Reste à savoir si cette note suffira pour désarmer les amis de l’ordre, et s’ils n’exigeront pas que M. Michot leur dise s’il est vacciné, s’il paye son tailleur, et son opinion sur la manière de couper le gigot.
Il n’a jamais pu reprendre une vie et une activité normales, traînant toujours le boulet de la Commune derrière lui. Pourtant, l’hebdomadaire Paris-Théâtre lui a consacré sa couverture et un article en janvier 1874 (ici sur Gallica) — la belle photo de Jules Michot en Tamino dans La Flûte enchantée à la une de ce journal fait la couverture de cet article.

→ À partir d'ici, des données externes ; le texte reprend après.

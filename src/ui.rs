use colored::Colorize;
use hardenkit::{ComparisonResult, ExecutionResult, OutputSink, Stream};

/// Print an info message
pub fn info(msg: &str) {
    println!("{} {}", "ℹ".blue(), msg);
}

/// Print a success message
pub fn success(msg: &str) {
    println!("{} {}", "✓".green(), msg);
}

/// Print a warning message
pub fn warn(msg: &str) {
    println!("{} {}", "⚠".yellow(), msg);
}

/// Print an error message
pub fn error(msg: &str) {
    eprintln!("{} {}", "✗".red(), msg);
}

/// Print a dim/muted message
pub fn dim(msg: &str) {
    println!("  {}", msg.dimmed());
}

/// Print a header/title
pub fn header(title: &str) {
    println!();
    println!("{}", title.bold());
    println!("{}", "─".repeat(title.chars().count()).dimmed());
}

/// Print a section header
pub fn section(title: &str) {
    println!();
    println!("{}", title.cyan().bold());
}

/// Print a key-value pair
pub fn kv(key: &str, value: &str) {
    println!("  {}: {}", key.dimmed(), value);
}

/// Print the hardenctl banner
pub fn banner() {
    println!(
        "{}",
        r#"
  ╦  ╦╔╗╔╦ ╦═╗ ╦  ╦ ╦╔═╗╦═╗╔╦╗╔═╗╔╗╔╦╔╗╔╔═╗
  ║  ║║║║║ ║╔╩╦╝  ╠═╣╠═╣╠╦╝ ║║║╣ ║║║║║║║║ ╦
  ╩═╝╩╝╚╝╚═╝╩ ╚═  ╩ ╩╩ ╩╩╚══╩╝╚═╝╝╚╝╩╝╚╝╚═╝
"#
        .cyan()
    );
}

// ============================================================================
// Module Output
// ============================================================================

/// Streams child output to the terminal as it arrives
pub struct TerminalSink;

impl OutputSink for TerminalSink {
    fn line(&mut self, stream: Stream, line: &str) {
        match stream {
            Stream::Stdout => println!("  {} {}", "│".dimmed(), line),
            Stream::Stderr => eprintln!("  {} {}", "│".red(), line),
        }
    }
}

/// Print the outcome of one run
pub fn show_execution(result: &ExecutionResult, name: &str) {
    let secs = result.duration().num_milliseconds() as f64 / 1000.0;
    println!();
    match result.error() {
        None => success(&format!("{} completed ({:.1}s)", name, secs)),
        Some(err) => {
            error(&format!("{} ({:.1}s)", err, secs));
            if let Some(detail) = &result.detail {
                dim(detail);
            }
            dim(err.advice());
        }
    }
}

// ============================================================================
// Comparison
// ============================================================================

/// Display a comparison in a user-friendly format
pub fn show_comparison(result: &ComparisonResult) {
    println!();
    println!(
        "┌─ {} ─────────────────────────────────────────┐",
        "Report Comparison".bold()
    );
    println!("│ {} {}", "pre: ".dimmed(), result.pre_ref.display());
    println!("│ {} {}", "post:".dimmed(), result.post_ref.display());
    println!("│");

    if result.is_empty() {
        println!("│   {} No differences", "✓".green());
        println!("└─────────────────────────────────────────────────────┘");
        return;
    }

    if !result.added.is_empty() {
        println!("│ {}", "Added".bold());
        for finding in &result.added {
            println!(
                "│   {} {:<30} {}",
                "+".green(),
                finding.id,
                finding.state.dimmed()
            );
        }
        println!("│");
    }

    if !result.removed.is_empty() {
        println!("│ {}", "Removed".bold());
        for finding in &result.removed {
            println!(
                "│   {} {:<30} {}",
                "-".red(),
                finding.id,
                finding.state.dimmed()
            );
        }
        println!("│");
    }

    if !result.changed.is_empty() {
        println!("│ {}", "Changed".bold());
        for change in &result.changed {
            println!(
                "│   {} {:<30} {} → {}",
                "~".yellow(),
                change.id,
                change.old.dimmed(),
                change.new
            );
        }
        println!("│");
    }

    println!("├─────────────────────────────────────────────────────┤");
    println!(
        "│ Summary: {} differences ({} added, {} removed, {} changed)",
        result.total().to_string().bold(),
        result.added.len().to_string().green(),
        result.removed.len().to_string().red(),
        result.changed.len().to_string().yellow()
    );
    println!("└─────────────────────────────────────────────────────┘");
}

/// Truncate text for display, keeping the start
pub fn truncate(text: &str, max_len: usize) -> String {
    if text.chars().count() <= max_len {
        text.to_string()
    } else if max_len <= 3 {
        "...".to_string()
    } else {
        let kept: String = text.chars().take(max_len - 3).collect();
        format!("{kept}...")
    }
}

On ne le voyait plus guère sur les scènes. Mais souvent, comme lors de la fête du centenaire de la République (le 22 septembre) à Chatou où il habitait, selon Le Radical du 25 septembre 1892:
L’excellent Michot, avec son grand talent, sa voix toujours admirable et son cœur d’artiste républicain, a enlevé la Marseillaise avec un entrain qui enthousiasmait les convives. L’artiste a pris un plateau et demanda robole en faveur des grévistes de Carmaux, qui défendent les droits du suffrage universel. Le résultat a été la somme de 109 fr. 20, qu’il a apporté à la souscription du Radical.
En guise de remerciement, Michot a généreusement entonné le Chant du départ et les convives et la foule venus devant le restaurant, ont acclamé le céblèbre ténor.
Jules Michot est mort le 22 avril 1896. Il avait 68 ans et était presque aveugle.